=== Section Start ===

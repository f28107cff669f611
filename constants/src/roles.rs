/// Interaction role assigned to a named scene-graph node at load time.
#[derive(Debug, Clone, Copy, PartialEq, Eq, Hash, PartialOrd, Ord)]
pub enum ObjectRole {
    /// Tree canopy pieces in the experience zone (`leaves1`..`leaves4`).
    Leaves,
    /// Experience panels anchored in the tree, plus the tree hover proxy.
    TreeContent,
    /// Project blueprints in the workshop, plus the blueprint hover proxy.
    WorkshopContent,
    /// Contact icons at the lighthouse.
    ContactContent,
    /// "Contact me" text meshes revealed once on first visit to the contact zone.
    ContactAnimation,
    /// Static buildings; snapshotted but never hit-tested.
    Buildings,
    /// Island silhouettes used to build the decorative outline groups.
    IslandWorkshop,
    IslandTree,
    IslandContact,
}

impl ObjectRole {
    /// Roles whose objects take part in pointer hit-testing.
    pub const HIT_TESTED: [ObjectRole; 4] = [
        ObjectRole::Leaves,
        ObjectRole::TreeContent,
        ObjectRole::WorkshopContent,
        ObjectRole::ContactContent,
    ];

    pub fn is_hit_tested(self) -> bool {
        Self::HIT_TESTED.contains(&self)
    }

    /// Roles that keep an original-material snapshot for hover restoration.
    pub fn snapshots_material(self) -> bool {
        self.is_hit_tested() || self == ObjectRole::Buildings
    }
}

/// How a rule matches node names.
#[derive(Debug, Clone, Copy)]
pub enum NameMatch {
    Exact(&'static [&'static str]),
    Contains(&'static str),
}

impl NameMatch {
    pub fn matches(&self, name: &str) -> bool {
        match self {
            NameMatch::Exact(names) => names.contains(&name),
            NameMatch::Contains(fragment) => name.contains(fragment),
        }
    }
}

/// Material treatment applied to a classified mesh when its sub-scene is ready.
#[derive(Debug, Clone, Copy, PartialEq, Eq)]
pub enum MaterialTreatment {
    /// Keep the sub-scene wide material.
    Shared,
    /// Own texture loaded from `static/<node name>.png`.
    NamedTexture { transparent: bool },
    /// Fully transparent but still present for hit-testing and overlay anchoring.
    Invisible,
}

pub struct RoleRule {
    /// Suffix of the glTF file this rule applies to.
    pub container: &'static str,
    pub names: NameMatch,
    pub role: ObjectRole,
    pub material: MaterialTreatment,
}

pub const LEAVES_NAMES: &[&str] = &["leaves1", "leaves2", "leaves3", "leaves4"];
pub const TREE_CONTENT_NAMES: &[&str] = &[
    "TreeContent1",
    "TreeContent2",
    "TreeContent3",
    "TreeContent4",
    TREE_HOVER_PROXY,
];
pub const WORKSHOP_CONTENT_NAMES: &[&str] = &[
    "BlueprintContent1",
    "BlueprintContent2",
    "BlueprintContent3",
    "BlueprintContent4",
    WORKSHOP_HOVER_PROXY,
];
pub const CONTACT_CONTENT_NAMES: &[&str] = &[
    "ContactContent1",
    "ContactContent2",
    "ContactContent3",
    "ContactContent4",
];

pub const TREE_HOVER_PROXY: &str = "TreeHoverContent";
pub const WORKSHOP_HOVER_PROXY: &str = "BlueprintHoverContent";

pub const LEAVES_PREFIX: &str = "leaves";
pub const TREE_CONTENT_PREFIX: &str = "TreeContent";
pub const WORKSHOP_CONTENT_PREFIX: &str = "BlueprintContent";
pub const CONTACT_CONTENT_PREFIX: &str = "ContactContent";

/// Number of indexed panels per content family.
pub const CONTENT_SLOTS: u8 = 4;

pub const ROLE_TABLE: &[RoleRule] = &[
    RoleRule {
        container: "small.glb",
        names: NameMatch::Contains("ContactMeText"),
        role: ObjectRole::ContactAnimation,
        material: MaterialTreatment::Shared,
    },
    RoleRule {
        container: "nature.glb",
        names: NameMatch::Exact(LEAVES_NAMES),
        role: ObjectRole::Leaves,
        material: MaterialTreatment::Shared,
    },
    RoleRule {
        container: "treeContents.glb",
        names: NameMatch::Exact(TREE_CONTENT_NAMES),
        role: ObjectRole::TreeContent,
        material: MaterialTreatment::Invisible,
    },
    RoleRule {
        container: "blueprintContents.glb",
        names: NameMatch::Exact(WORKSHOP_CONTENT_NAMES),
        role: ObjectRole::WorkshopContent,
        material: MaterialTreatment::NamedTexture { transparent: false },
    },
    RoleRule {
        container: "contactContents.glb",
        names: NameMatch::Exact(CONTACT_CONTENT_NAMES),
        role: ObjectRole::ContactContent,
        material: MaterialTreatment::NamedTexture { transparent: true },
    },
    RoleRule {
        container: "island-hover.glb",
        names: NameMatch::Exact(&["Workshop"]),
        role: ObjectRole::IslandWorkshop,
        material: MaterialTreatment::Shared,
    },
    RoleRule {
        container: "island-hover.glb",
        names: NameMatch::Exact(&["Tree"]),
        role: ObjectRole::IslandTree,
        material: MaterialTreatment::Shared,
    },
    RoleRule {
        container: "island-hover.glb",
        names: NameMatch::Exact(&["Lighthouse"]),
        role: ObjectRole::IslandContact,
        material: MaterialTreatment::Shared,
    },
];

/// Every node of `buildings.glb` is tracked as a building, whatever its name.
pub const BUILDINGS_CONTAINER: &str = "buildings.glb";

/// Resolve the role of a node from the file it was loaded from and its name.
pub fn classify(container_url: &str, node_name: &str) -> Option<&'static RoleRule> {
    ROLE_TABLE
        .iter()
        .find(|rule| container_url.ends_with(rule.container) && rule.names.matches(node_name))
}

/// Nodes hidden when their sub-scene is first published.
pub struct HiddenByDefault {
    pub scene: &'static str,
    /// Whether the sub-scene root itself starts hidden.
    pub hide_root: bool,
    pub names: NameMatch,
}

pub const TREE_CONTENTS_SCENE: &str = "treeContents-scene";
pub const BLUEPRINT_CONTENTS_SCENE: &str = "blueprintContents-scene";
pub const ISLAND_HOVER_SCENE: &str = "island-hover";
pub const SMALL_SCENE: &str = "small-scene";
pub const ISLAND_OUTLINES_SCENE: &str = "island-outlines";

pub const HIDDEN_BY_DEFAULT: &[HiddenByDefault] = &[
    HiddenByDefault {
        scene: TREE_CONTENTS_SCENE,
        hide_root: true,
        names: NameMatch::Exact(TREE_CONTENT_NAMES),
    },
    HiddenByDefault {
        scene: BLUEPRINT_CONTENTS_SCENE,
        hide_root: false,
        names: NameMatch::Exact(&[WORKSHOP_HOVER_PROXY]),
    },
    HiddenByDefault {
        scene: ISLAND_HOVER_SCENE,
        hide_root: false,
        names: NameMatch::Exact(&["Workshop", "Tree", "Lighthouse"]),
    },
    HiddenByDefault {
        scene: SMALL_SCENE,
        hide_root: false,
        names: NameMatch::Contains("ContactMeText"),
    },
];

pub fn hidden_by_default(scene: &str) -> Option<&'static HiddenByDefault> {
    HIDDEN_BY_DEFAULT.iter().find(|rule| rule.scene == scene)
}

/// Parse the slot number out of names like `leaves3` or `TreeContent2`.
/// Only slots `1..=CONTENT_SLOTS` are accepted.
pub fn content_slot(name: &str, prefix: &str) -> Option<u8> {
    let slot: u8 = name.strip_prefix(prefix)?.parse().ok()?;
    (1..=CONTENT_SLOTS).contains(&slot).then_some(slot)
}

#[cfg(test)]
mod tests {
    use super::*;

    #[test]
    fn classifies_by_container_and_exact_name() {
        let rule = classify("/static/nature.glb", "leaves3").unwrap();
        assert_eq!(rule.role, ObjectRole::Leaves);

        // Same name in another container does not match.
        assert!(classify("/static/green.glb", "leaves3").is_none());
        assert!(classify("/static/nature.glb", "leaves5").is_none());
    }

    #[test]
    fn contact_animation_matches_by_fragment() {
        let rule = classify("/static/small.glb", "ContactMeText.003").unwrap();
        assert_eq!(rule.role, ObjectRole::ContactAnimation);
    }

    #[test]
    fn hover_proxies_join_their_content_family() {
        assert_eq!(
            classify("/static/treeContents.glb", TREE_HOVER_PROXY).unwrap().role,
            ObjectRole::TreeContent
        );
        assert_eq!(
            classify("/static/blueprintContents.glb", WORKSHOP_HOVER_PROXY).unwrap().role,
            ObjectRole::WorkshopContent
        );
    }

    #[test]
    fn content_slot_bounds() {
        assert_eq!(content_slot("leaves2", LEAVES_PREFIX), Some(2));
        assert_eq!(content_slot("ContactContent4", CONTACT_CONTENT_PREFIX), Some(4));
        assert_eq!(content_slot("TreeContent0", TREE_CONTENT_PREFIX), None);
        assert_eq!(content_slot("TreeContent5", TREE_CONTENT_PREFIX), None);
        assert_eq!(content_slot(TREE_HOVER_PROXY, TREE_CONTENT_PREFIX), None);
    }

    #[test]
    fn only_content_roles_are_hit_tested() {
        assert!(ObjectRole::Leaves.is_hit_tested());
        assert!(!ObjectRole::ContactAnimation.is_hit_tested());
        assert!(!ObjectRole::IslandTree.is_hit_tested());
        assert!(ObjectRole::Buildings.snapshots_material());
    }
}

=== Section End ===
=== Section Start ===

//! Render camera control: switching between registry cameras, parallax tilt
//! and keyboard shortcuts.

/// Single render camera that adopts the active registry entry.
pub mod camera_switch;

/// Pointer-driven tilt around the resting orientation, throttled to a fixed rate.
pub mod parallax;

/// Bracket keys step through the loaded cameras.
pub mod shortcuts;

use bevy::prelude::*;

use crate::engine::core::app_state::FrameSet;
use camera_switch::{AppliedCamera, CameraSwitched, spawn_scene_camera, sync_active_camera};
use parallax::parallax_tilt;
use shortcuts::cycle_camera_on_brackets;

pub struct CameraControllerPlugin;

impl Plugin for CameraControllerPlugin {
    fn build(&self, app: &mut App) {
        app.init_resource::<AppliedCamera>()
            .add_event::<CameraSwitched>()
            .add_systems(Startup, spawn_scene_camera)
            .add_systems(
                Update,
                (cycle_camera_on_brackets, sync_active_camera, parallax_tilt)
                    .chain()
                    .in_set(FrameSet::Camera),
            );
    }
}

=== Section End ===
=== Section Start ===

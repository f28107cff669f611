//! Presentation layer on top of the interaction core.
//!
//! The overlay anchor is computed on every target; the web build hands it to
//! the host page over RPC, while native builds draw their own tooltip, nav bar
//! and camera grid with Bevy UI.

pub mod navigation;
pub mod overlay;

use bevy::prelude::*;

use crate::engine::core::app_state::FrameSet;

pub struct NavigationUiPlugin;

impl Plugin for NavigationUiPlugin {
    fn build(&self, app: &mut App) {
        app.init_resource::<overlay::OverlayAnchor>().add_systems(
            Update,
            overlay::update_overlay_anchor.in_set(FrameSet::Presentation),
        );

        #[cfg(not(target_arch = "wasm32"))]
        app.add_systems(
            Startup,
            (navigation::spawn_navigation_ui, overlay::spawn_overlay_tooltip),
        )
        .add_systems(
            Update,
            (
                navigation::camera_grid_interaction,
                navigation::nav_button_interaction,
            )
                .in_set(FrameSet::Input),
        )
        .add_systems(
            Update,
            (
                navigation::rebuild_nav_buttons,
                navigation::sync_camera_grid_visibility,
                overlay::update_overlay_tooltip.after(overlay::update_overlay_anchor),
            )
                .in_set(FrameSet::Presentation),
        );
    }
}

=== Section End ===

▶ [Work order]:
Count up the lines of the listing in which the word "registry" occurs, then state that number by itself.

▶ [Exercise output]:
2